An Agent to Baseball's Stars

An Agent to Baseball’s Stars

By Adam Klinker

Kyle Thousand, JD’07, knows he’s very fortunate to love what he does.

“Honestly, I get paid to watch baseball for a living,” says Thousand, the managing director of baseball for the Jay-Z-owned Roc Nation Sports agency. “Baseball has always been a part of my life, and I feel very fortunate and blessed to have the job I have.”

Thousand, a former All-Big Ten centerfielder at the University of Iowa, was drafted by the Toronto Blue Jays in 2003 and spent a season with the organization’s Single-A affiliate before a shoulder injury forced him into retirement.

The Sioux City, Iowa, native decided to pursue a law degree and came to Creighton in the fall of 2004, without an inkling that his athletic career and his legal career might one day intersect.

After graduating from Creighton law in 2007, Thousand was hired at the Chicago firm of Katten Muchin Rosenman, working mostly on the corporate side of sports and entertainment law. As the economic downturn in the nation deepened, Thousand was caught in one of several rounds of layoffs at the firm.  

He quickly landed at another Chicago firm. Then, as fate would have it, not more than a few months later, he received a call from law school classmate and former standout Creighton basketball player Mike Lindeman, BSBA’03, MBA’04, JD’07, then an agent in training at New York-based Excel Sports Management. Lindeman explained that his firm was starting a baseball division and bringing on one of the game’s most respected agents, Casey Close. Would Thousand be interested in getting in on the ground floor?

By the way, Lindeman added, Close was also bringing with him a few clients, most notably Yankees shortstop, captain and arguably the greatest all-around player of his generation, Derek Jeter.

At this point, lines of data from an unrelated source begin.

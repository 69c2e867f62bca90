use std::borrow::Cow;
use std::io::{self, Write};

use tracing_subscriber::fmt::MakeWriter;
use tracing_subscriber::EnvFilter;

use crate::config::{LogFormat, LoggingSettings};

/// Replace newlines inside a formatted event so it stays on one line
///
/// A single trailing newline terminates the event and is kept as is.
pub fn escape_newlines(buf: &[u8]) -> Cow<'_, [u8]> {
    let (body, terminated) = match buf.split_last() {
        Some((b'\n', body)) => (body, true),
        _ => (buf, false),
    };

    if !body.contains(&b'\n') {
        return Cow::Borrowed(buf);
    }

    let mut escaped = Vec::with_capacity(buf.len() + 8);
    for &byte in body {
        if byte == b'\n' {
            escaped.extend_from_slice(b"\\n");
        } else {
            escaped.push(byte);
        }
    }
    if terminated {
        escaped.push(b'\n');
    }
    Cow::Owned(escaped)
}

/// Writer that escapes interior newlines of each event it is handed
pub struct EscapingWriter<W> {
    inner: W,
}

impl<W: Write> Write for EscapingWriter<W> {
    fn write(&mut self, buf: &[u8]) -> io::Result<usize> {
        self.inner.write_all(&escape_newlines(buf))?;
        Ok(buf.len())
    }

    fn flush(&mut self) -> io::Result<()> {
        self.inner.flush()
    }
}

/// [`MakeWriter`] wrapping every writer in an [`EscapingWriter`]
pub struct Escaping<M>(pub M);

impl<'a, M: MakeWriter<'a>> MakeWriter<'a> for Escaping<M> {
    type Writer = EscapingWriter<M::Writer>;

    fn make_writer(&'a self) -> Self::Writer {
        EscapingWriter {
            inner: self.0.make_writer(),
        }
    }
}

/// Install the global subscriber
///
/// `RUST_LOG`, when set, takes precedence over the configured level.
pub fn init(settings: &LoggingSettings) {
    let filter = EnvFilter::try_from_default_env()
        .unwrap_or_else(|_| EnvFilter::new(&settings.level));

    let builder = tracing_subscriber::fmt()
        .with_env_filter(filter)
        .with_target(false)
        .with_level(true)
        .with_writer(Escaping(io::stdout));

    match settings.format {
        LogFormat::Json => builder.json().init(),
        LogFormat::Text => builder.init(),
    }
}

“I wasn’t necessarily looking to get into the agent business, but to have the opportunity to learn from Casey and help him with Derek — I knew I would regret not giving it a shot,” Thousand says. “I worked alongside Casey as Derek was coming toward the end of his career, doing a lot of his legal work. It was a phenomenal experience for a young lawyer. My first year as an agent, I was living on $55,000 a year, having to dip into my 401(K), savings, you name it just to survive the expenses of living in Manhattan. But I was getting the kind of invaluable experience that has led me to the rest of my career path so far.”

In four years with Excel, Thousand was part of building the infrastructure of the baseball division and growing the company’s client list from eight ballplayers to more than 100.

Then, in April 2015, Thousand got a call from the CEO of a unique enterprise in sports management, Jay-Z’s Roc Nation Sports. The agency had recently started a baseball division and wanted Thousand to run it. At 34, Thousand became perhaps the youngest head of baseball at a major agency.

Inheriting five players as he began Roc Nation’s baseball enterprise, Thousand and the four agents he oversees now manage a stable of 19 players, with a strategic look toward expanding in the Major League ranks while also acquiring clients approaching the big-league draft.

Thousand makes a concerted effort to visit each of the players at least twice a year and stays in frequent telephone contact with those who want a more hands-on approach. He’s visited nearly all 30 MLB parks, and he’s on the road for a good chunk of his working hours.

“I’ve worn a lot of hats, and I’ve worked very hard along the way to get here,” he says. “To be at Roc Nation Sports, to build the infrastructure the way we have and to have the keys to the baseball division the way I do, it’s been an opportunity that’s hard to really put into words. I’ve loved every minute.”